Click the chart to enlarge it. Data from here.

The mathematics of inferential statistics is based on the logic of random sampling: the inferences we make in inferential statistics work on the assumption that the data we are inferring from is randomly sampled from the population we are inferring to – that every member of the population has an equal chance of ending up in our dataset. Obviously this usually isn’t the case; but that’s the assumption, and the further our actual sampling practice deviates from that ideal situation, the less likely our inferences are to have any validity.

In much inferential statistics, the population we are sampling from is an actual population of cases, which could in principle be observed directly if we only had the money, time, staff, access, etc. etc. Here the ideal situation is to create a sampling frame that lists all the cases in the population, randomly select a subset of cases from the sampling frame, and then collect data from those cases we’ve selected. In practice, of course, most data collection doesn’t work this way – instead researchers pick a convenience sample of some kind (sometimes lazily, sometimes unavoidably) and then try to make the argument that this sampling method is unlikely to be strongly biased in any relevant way.

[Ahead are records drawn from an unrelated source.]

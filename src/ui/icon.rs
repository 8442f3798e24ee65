use leptos::prelude::*;

/// Inline SVG icon loaded from the assets directory.
#[component]
pub fn Icon(
    /// Icon name (without the .svg extension)
    name: &'static str,
    /// CSS classes for sizing/coloring
    #[prop(default = "w-5 h-5")]
    class: &'static str,
) -> impl IntoView {
    let icon_path = format!("/icons/{}.svg", name);

    view! {
        <img
            src=icon_path
            class=class
            alt=name
            draggable=false
        />
    }
}

/// Icon names used across the dashboard.
#[allow(dead_code)]
pub mod icons {
    pub const SEARCH: &str = "search";
    pub const REFRESH: &str = "refresh";
    pub const PLUS: &str = "plus";
    pub const EDIT: &str = "edit";
    pub const TRASH: &str = "trash";
    pub const CHECK: &str = "check";
    pub const X: &str = "x";
    pub const EYE: &str = "eye";
    pub const EYE_CLOSED: &str = "eye-closed";
    pub const CHEVRON_RIGHT: &str = "chevron-right";
    pub const CHEVRON_DOWN: &str = "chevron-down";
    pub const ARROW_RIGHT: &str = "arrow-right";
    pub const ALERT_CIRCLE: &str = "alert-circle";
    pub const LOADER: &str = "loader";
    pub const MENU: &str = "menu";
    pub const LOGOUT: &str = "logout";
    pub const LOCK: &str = "lock";
    pub const USER: &str = "user";
    pub const USERS: &str = "users";
    pub const HOME: &str = "home";
    pub const CLIPBOARD: &str = "clipboard";
    pub const GRADUATION: &str = "graduation";
    pub const BUILDING: &str = "building";
    pub const FLASK: &str = "flask";
    pub const BOOK: &str = "book";
    pub const CHART: &str = "chart";
    pub const FOLDER: &str = "folder";
    pub const SUN: &str = "sun";
    pub const MOON: &str = "moon";
}
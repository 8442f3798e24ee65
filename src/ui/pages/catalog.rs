//! Reference catalog editor: one tab per dictionary type with
//! create/edit/delete dialogs. Metadata is edited as raw JSON and validated
//! before submit.

use leptos::prelude::*;
use leptos::task::spawn_local;
use serde_json::{Map, Value};

use crate::core::api::catalog::{self, CatalogItem, CatalogItemDraft, CatalogType};
use crate::core::format::format_date;
use crate::ui::common::{
    Badge, BadgeVariant, BaseModal, Button, ButtonSize, ButtonVariant, Card, CardHeader,
    ConfirmDialog, ErrorMessage, ErrorState, FormField, IconButton, SuccessMessage, TabItem, Tabs,
    TableLoading, TextAreaField,
};
use crate::ui::icon::{Icon, icons};
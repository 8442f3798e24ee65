//! View layer: session context, layout shell, shared components, pages.

pub mod badges;
pub mod common;
pub mod icon;
pub mod layout;
pub mod pages;
pub mod session;
pub mod theme;

pub use icon::{Icon, icons};
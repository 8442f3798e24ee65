//! Pagination normalization.
//!
//! List endpoints answer either with a bare JSON array or with DRF's
//! `{count, next, previous, results}` envelope. Both shapes are decoded into
//! `ListEnvelope` and collapsed to `Page` right at the response boundary;
//! nothing downstream branches on shape.

use serde::Deserialize;
use serde::de::DeserializeOwned;

use super::client;
use super::error::ApiResult;

/// Raw wire shape of a list response.
#[derive(Debug, Clone, Deserialize)]
#[serde(untagged)]
pub enum ListEnvelope<T> {
    Paginated {
        count: u64,
        next: Option<String>,
        previous: Option<String>,
        results: Vec<T>,
    },
    Bare(Vec<T>),
}

/// Normalized list result used by every page.
#[derive(Debug, Clone, PartialEq)]
pub struct Page<T> {
    /// Total number of records on the server. For bare arrays this is just
    /// the item count.
    pub count: u64,
    pub items: Vec<T>,
}

impl<T> From<ListEnvelope<T>> for Page<T> {
    fn from(envelope: ListEnvelope<T>) -> Self {
        match envelope {
            ListEnvelope::Paginated { count, results, .. } => Page {
                count,
                items: results,
            },
            ListEnvelope::Bare(items) => Page {
                count: items.len() as u64,
                items,
            },
        }
    }
}

/// Fetch a list endpoint and normalize whichever shape comes back.
pub async fn fetch_page<T: DeserializeOwned + 'static>(path: &str) -> ApiResult<Page<T>> {
    let envelope: ListEnvelope<T> = client::get(path).await?;
    Ok(envelope.into())
}

/// Append query parameters to an endpoint path.
pub fn with_query(path: &str, params: &[(&str, &str)]) -> String {
    if params.is_empty() {
        return path.to_string();
    }
    let query = params
        .iter()
        .map(|(key, value)| format!("{}={}", key, urlencode(value)))
        .collect::<Vec<_>>()
        .join("&");
    format!("{}?{}", path, query)
}

// Minimal percent-encoding for query values; the backend only ever sees
// identifiers, ISO dates, and short labels here.
fn urlencode(value: &str) -> String {
    let mut out = String::with_capacity(value.len());
    for byte in value.bytes() {
        match byte {
            b'A'..=b'Z' | b'a'..=b'z' | b'0'..=b'9' | b'-' | b'_' | b'.' | b'~' => {
                out.push(byte as char);
            }
            b' ' => out.push_str("%20"),
            _ => out.push_str(&format!("%{:02X}", byte)),
        }
    }
    out
}

#[cfg(test)]
mod tests {
    use super::*;
    use serde_json::json;

    #[derive(Debug, Clone, PartialEq, Deserialize)]
    struct Row {
        id: String,
    }

    #[test]
    fn test_paginated_envelope_normalizes() {
        let value = json!({
            "count": 42,
            "next": "http://api/items/?page=2",
            "previous": null,
            "results": [{ "id": "a" }, { "id": "b" }]
        });
        let envelope: ListEnvelope<Row> = serde_json::from_value(value).unwrap();
        let page: Page<Row> = envelope.into();
        assert_eq!(page.count, 42);
        assert_eq!(page.items.len(), 2);
        assert_eq!(page.items[0].id, "a");
    }

    #[test]
    fn test_bare_array_normalizes() {
        let value = json!([{ "id": "x" }]);
        let envelope: ListEnvelope<Row> = serde_json::from_value(value).unwrap();
        let page: Page<Row> = envelope.into();
        assert_eq!(page.count, 1);
        assert_eq!(page.items[0].id, "x");
    }

    #[test]
    fn test_empty_shapes() {
        let bare: ListEnvelope<Row> = serde_json::from_value(json!([])).unwrap();
        assert_eq!(Page::from(bare).count, 0);

        let paginated: ListEnvelope<Row> = serde_json::from_value(json!({
            "count": 0, "next": null, "previous": null, "results": []
        }))
        .unwrap();
        assert_eq!(Page::from(paginated).count, 0);
    }

    #[test]
    fn test_with_query() {
        assert_eq!(with_query("/api/v1/items/", &[]), "/api/v1/items/");
        assert_eq!(
            with_query("/api/v1/items/", &[("type", "region"), ("q", "toshkent shahri")]),
            "/api/v1/items/?type=region&q=toshkent%20shahri"
        );
    }

    #[test]
    fn test_urlencode_reserved_characters() {
        assert_eq!(urlencode("2026-01-01T00:00:00+05:00"), "2026-01-01T00%3A00%3A00%2B05%3A00");
    }
}
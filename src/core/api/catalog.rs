//! Reference catalog endpoints and models.
//!
//! The catalog stores the dictionaries the intake bots and the dashboard
//! share: study programs, admission directions, regions, direction tracks,
//! and academy subjects. Items carry names in three languages plus a free
//! JSON metadata bag.

use serde::{Deserialize, Serialize};
use serde_json::{Map, Value};

use super::client;
use super::error::{ApiError, ApiResult};
use super::page::{Page, fetch_page, with_query};

const ITEMS_PATH: &str = "/api/v1/catalog/items/";

/// Catalog dictionary types. `Display` renders the wire value.
#[derive(Debug, Clone, Copy, PartialEq, Eq, Serialize, Deserialize, derive_more::Display)]
#[serde(rename_all = "lowercase")]
pub enum CatalogType {
    #[display("program")]
    Program,
    #[display("direction")]
    Direction,
    #[display("region")]
    Region,
    #[display("track")]
    Track,
    #[display("subject")]
    Subject,
}

impl CatalogType {
    pub const ALL: [CatalogType; 5] = [
        CatalogType::Program,
        CatalogType::Direction,
        CatalogType::Region,
        CatalogType::Track,
        CatalogType::Subject,
    ];

    pub fn label(&self) -> &'static str {
        match self {
            CatalogType::Program => "Dasturlar",
            CatalogType::Direction => "Yo'nalishlar",
            CatalogType::Region => "Hududlar",
            CatalogType::Track => "Tarmoqlar",
            CatalogType::Subject => "Fanlar",
        }
    }

    pub fn description(&self) -> &'static str {
        match self {
            CatalogType::Program => "Ta'lim dasturlari",
            CatalogType::Direction => "Ta'lim yo'nalishlari",
            CatalogType::Region => "Viloyatlar va shaharlar",
            CatalogType::Track => "Yo'nalish tarmoqlari",
            CatalogType::Subject => "O'quv fanlari",
        }
    }
}

/// Full catalog record.
#[derive(Debug, Clone, PartialEq, Serialize, Deserialize)]
pub struct CatalogItem {
    pub id: String,
    #[serde(rename = "type")]
    pub kind: CatalogType,
    #[serde(default)]
    pub code: Option<String>,
    #[serde(default)]
    pub name: String,
    #[serde(default)]
    pub name_uz: String,
    #[serde(default)]
    pub name_ru: String,
    #[serde(default)]
    pub name_en: String,
    #[serde(default)]
    pub description: Option<String>,
    #[serde(default)]
    pub parent: Option<String>,
    #[serde(default = "default_true")]
    pub is_active: bool,
    #[serde(default)]
    pub sort_order: i64,
    #[serde(default)]
    pub metadata: Map<String, Value>,
    #[serde(default)]
    pub created_at: String,
    #[serde(default)]
    pub updated_at: String,
}

fn default_true() -> bool {
    true
}

/// Slim catalog record nested inside other resources
/// (`direction_details`, `region_details`, ...).
#[derive(Debug, Clone, PartialEq, Serialize, Deserialize)]
pub struct CatalogRef {
    pub id: String,
    #[serde(default)]
    pub code: Option<String>,
    #[serde(default)]
    pub name: String,
    #[serde(default)]
    pub name_uz: String,
    #[serde(default)]
    pub name_ru: String,
    #[serde(default)]
    pub name_en: String,
}

/// Uzbek-first display name: `name_uz`, then `name`, then the other
/// languages, then the code.
fn pick_name<'a>(
    name: &'a str,
    name_uz: &'a str,
    name_ru: &'a str,
    name_en: &'a str,
    code: Option<&'a str>,
) -> &'a str {
    [name_uz, name, name_ru, name_en]
        .into_iter()
        .find(|candidate| !candidate.is_empty())
        .or(code)
        .unwrap_or("-")
}

impl CatalogItem {
    pub fn display_name(&self) -> String {
        pick_name(
            &self.name,
            &self.name_uz,
            &self.name_ru,
            &self.name_en,
            self.code.as_deref(),
        )
        .to_string()
    }
}

impl CatalogRef {
    pub fn display_name(&self) -> String {
        pick_name(
            &self.name,
            &self.name_uz,
            &self.name_ru,
            &self.name_en,
            self.code.as_deref(),
        )
        .to_string()
    }
}

/// Display name for an optional nested reference; "-" when absent.
pub fn ref_name(item: Option<&CatalogRef>) -> String {
    item.map(CatalogRef::display_name)
        .unwrap_or_else(|| "-".to_string())
}

/// Create/update payload. `None` fields are left untouched by PATCH.
#[derive(Debug, Clone, Default, Serialize)]
pub struct CatalogItemDraft {
    pub name: String,
    #[serde(skip_serializing_if = "Option::is_none")]
    pub name_uz: Option<String>,
    #[serde(skip_serializing_if = "Option::is_none")]
    pub name_ru: Option<String>,
    #[serde(skip_serializing_if = "Option::is_none")]
    pub name_en: Option<String>,
    #[serde(skip_serializing_if = "Option::is_none")]
    pub description: Option<String>,
    #[serde(skip_serializing_if = "Option::is_none")]
    pub metadata: Option<Map<String, Value>>,
}

pub async fn list(kind: Option<CatalogType>) -> ApiResult<Page<CatalogItem>> {
    let path = match kind {
        Some(kind) => with_query(ITEMS_PATH, &[("type", &kind.to_string())]),
        None => ITEMS_PATH.to_string(),
    };
    fetch_page(&path).await
}

pub async fn create(kind: CatalogType, draft: &CatalogItemDraft) -> ApiResult<CatalogItem> {
    // The type discriminator travels in the same flat body as the draft.
    let mut body = serde_json::to_value(draft)
        .map_err(|e| ApiError::api("API_ERROR", format!("Unserializable request body: {e}")))?;
    if let Some(map) = body.as_object_mut() {
        map.insert("type".to_string(), Value::String(kind.to_string()));
    }
    client::post(ITEMS_PATH, &body).await
}

pub async fn update(id: &str, draft: &CatalogItemDraft) -> ApiResult<CatalogItem> {
    client::patch(&format!("{ITEMS_PATH}{id}/"), draft).await
}

pub async fn delete(id: &str) -> ApiResult<()> {
    client::delete(&format!("{ITEMS_PATH}{id}/")).await
}

#[cfg(test)]
mod tests {
    use super::*;
    use serde_json::json;

    #[test]
    fn test_catalog_type_wire_values() {
        assert_eq!(CatalogType::Program.to_string(), "program");
        assert_eq!(
            serde_json::to_value(CatalogType::Direction).unwrap(),
            json!("direction")
        );
        let kind: CatalogType = serde_json::from_value(json!("subject")).unwrap();
        assert_eq!(kind, CatalogType::Subject);
    }

    #[test]
    fn test_catalog_item_deserializes_sparse_record() {
        let item: CatalogItem = serde_json::from_value(json!({
            "id": "c1",
            "type": "region",
            "name": "Tashkent"
        }))
        .unwrap();
        assert!(item.is_active);
        assert!(item.metadata.is_empty());
        assert_eq!(item.display_name(), "Tashkent");
    }

    #[test]
    fn test_display_name_prefers_uzbek() {
        let item: CatalogItem = serde_json::from_value(json!({
            "id": "c2",
            "type": "region",
            "name": "Tashkent",
            "name_uz": "Toshkent",
            "name_ru": "Ташкент"
        }))
        .unwrap();
        assert_eq!(item.display_name(), "Toshkent");
    }

    #[test]
    fn test_display_name_falls_back_to_code() {
        let reference: CatalogRef = serde_json::from_value(json!({
            "id": "c3",
            "code": "REG-09"
        }))
        .unwrap();
        assert_eq!(reference.display_name(), "REG-09");
        assert_eq!(ref_name(None), "-");
    }

    #[test]
    fn test_draft_omits_unset_fields() {
        let draft = CatalogItemDraft {
            name: "Yangi".to_string(),
            ..Default::default()
        };
        let body = serde_json::to_value(&draft).unwrap();
        assert_eq!(body, json!({ "name": "Yangi" }));
    }
}
use crate::ui::icon::{Icon, icons};
use leptos::prelude::*;

/// Generic form field component with label and input
#[component]
pub fn FormField(
    /// Field label text
    label: String,
    /// Whether field is required (shows red asterisk)
    #[prop(default = false)]
    required: bool,
    /// Input type (text, password, email, number, ...)
    #[prop(default = "text")]
    input_type: &'static str,
    /// Placeholder text
    #[prop(default = String::new())]
    placeholder: String,
    /// Current value signal
    value: Signal<String>,
    /// Input event callback
    on_input: Callback<String>,
    /// Whether field is disabled
    #[prop(default = false)]
    disabled: bool,
    /// Optional error message to display
    #[prop(optional)]
    error: Option<Signal<Option<String>>>,
) -> impl IntoView {
    view! {
        <div class="space-y-1.5">
            <label class="label">
                {label}
                {required.then(|| view! { <span class="text-red-500 ml-0.5">"*"</span> })}
            </label>
            <input
                type=input_type
                class="input-base"
                class:border-red-500=move || error.as_ref().and_then(|e| e.get()).is_some()
                placeholder=placeholder
                prop:value=move || value.get()
                on:input=move |ev| on_input.run(event_target_value(&ev))
                disabled=disabled
            />
            {move || {
                error.as_ref().and_then(|e| e.get()).map(|err| view! {
                    <div class="flex items-center text-sm text-theme-error">
                        <Icon name=icons::ALERT_CIRCLE class="icon-text"/>
                        <span>{err}</span>
                    </div>
                })
            }}
        </div>
    }
}

/// Text area form field component
#[component]
pub fn TextAreaField(
    /// Field label text
    label: String,
    /// Placeholder text
    #[prop(default = String::new())]
    placeholder: String,
    /// Current value signal
    value: Signal<String>,
    /// Input event callback
    on_input: Callback<String>,
    /// Number of rows
    #[prop(default = 3)]
    rows: u32,
    /// Render with a monospace font (raw JSON editing)
    #[prop(default = false)]
    monospace: bool,
    /// Optional error message to display
    #[prop(optional)]
    error: Option<Signal<Option<String>>>,
) -> impl IntoView {
    let textarea_class = if monospace {
        "input-base resize-none font-mono text-sm"
    } else {
        "input-base resize-none"
    };

    view! {
        <div class="space-y-1.5">
            <label class="label">{label}</label>
            <textarea
                class=textarea_class
                class:border-red-500=move || error.as_ref().and_then(|e| e.get()).is_some()
                placeholder=placeholder
                rows=rows
                prop:value=move || value.get()
                on:input=move |ev| on_input.run(event_target_value(&ev))
            />
            {move || {
                error.as_ref().and_then(|e| e.get()).map(|err| view! {
                    <div class="flex items-center text-sm text-theme-error">
                        <Icon name=icons::ALERT_CIRCLE class="icon-text"/>
                        <span>{err}</span>
                    </div>
                })
            }}
        </div>
    }
}

/// Select/dropdown form field component
#[component]
pub fn SelectField(
    /// Field label text
    label: String,
    /// Current value signal
    value: Signal<String>,
    /// Change event callback
    on_change: Callback<String>,
    /// Options as (value, display_text) pairs
    options: Vec<(String, String)>,
    /// Whether field is disabled
    #[prop(default = false)]
    disabled: bool,
) -> impl IntoView {
    view! {
        <div class="space-y-1.5">
            <label class="label">{label}</label>
            <select
                class="select-base"
                prop:value=move || value.get()
                on:change=move |ev| {
                    let val = event_target_value(&ev);
                    on_change.run(val);
                }
                disabled=disabled
            >
                {options.into_iter().map(|(val, text)| {
                    view! {
                        <option value=val.clone()>{text}</option>
                    }
                }).collect_view()}
            </select>
        </div>
    }
}

/// Checkbox form field component
#[component]
pub fn CheckboxField(
    /// Field label text
    label: String,
    /// Current checked state
    checked: Signal<bool>,
    /// Change event callback
    on_change: Callback<bool>,
    /// Optional description text below checkbox
    #[prop(optional)]
    description: Option<String>,
) -> impl IntoView {
    view! {
        <div class="flex items-start gap-3">
            <input
                type="checkbox"
                class="mt-1 w-4 h-4 rounded border-theme-primary text-theme-accent focus:ring-2 focus:ring-theme-accent"
                prop:checked=move || checked.get()
                on:change=move |ev| on_change.run(event_target_checked(&ev))
            />
            <div class="flex-1">
                <label class="label cursor-pointer">{label}</label>
                {description.map(|desc| view! {
                    <p class="text-sm text-theme-muted mt-0.5">{desc}</p>
                })}
            </div>
        </div>
    }
}
//! Reusable message components for inline errors, success notices, and the
//! page-level error state with a retry control.

use crate::ui::common::button::{Button, ButtonVariant};
use crate::ui::icon::{Icon, icons};
use leptos::prelude::*;

/// Error message component
/// Displays an error message with an alert icon
#[component]
pub fn ErrorMessage(
    /// Error signal - shows message when Some, hidden when None
    #[prop(into)]
    error: Signal<Option<String>>,
) -> impl IntoView {
    view! {
        <Show when=move || error.get().is_some()>
            <div class="error-message">
                <Icon name=icons::ALERT_CIRCLE class="icon-text"/>
                <span>{move || error.get().unwrap_or_default()}</span>
            </div>
        </Show>
    }
}

/// Success message component
/// Displays a success message with a check icon
#[component]
pub fn SuccessMessage(
    /// Success message signal - shows when Some, hidden when None
    #[prop(into)]
    message: Signal<Option<String>>,
) -> impl IntoView {
    view! {
        <Show when=move || message.get().is_some()>
            <div class="success-message">
                <Icon name=icons::CHECK class="icon-text"/>
                <span>{move || message.get().unwrap_or_default()}</span>
            </div>
        </Show>
    }
}

/// Centered error block used when a page-level fetch fails; offers a manual
/// retry.
#[component]
pub fn ErrorState(
    /// Error text to display
    #[prop(into)]
    message: Signal<String>,
    /// Retry handler
    on_retry: Callback<()>,
) -> impl IntoView {
    view! {
        <div class="error-state">
            <div class="error-state-icon">
                <Icon name=icons::ALERT_CIRCLE class="w-6 h-6"/>
            </div>
            <div class="text-center">
                <h3 class="error-state-title">"Xatolik yuz berdi"</h3>
                <p class="error-state-message">{move || message.get()}</p>
            </div>
            <Button variant=ButtonVariant::Secondary on_click=on_retry>
                "Qayta urinish"
            </Button>
        </div>
    }
}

Sometimes, however, the population from which we draw our sample is not an actual population of cases that happen for contingent practical reasons to be beyond the reach of observation. Sometimes the population from which we draw our sample is a purely theoretical entity – a population of possible circumstances, from which actuality has drawn, or realised, one specific instance. Thus our actual historical present is a ‘sample’ from a ‘population’ of possible realities, and the generalisations we aim to make from our sample is a generalisation to the space of possibilities, rather than simply to some aspect of crass and meagre fact.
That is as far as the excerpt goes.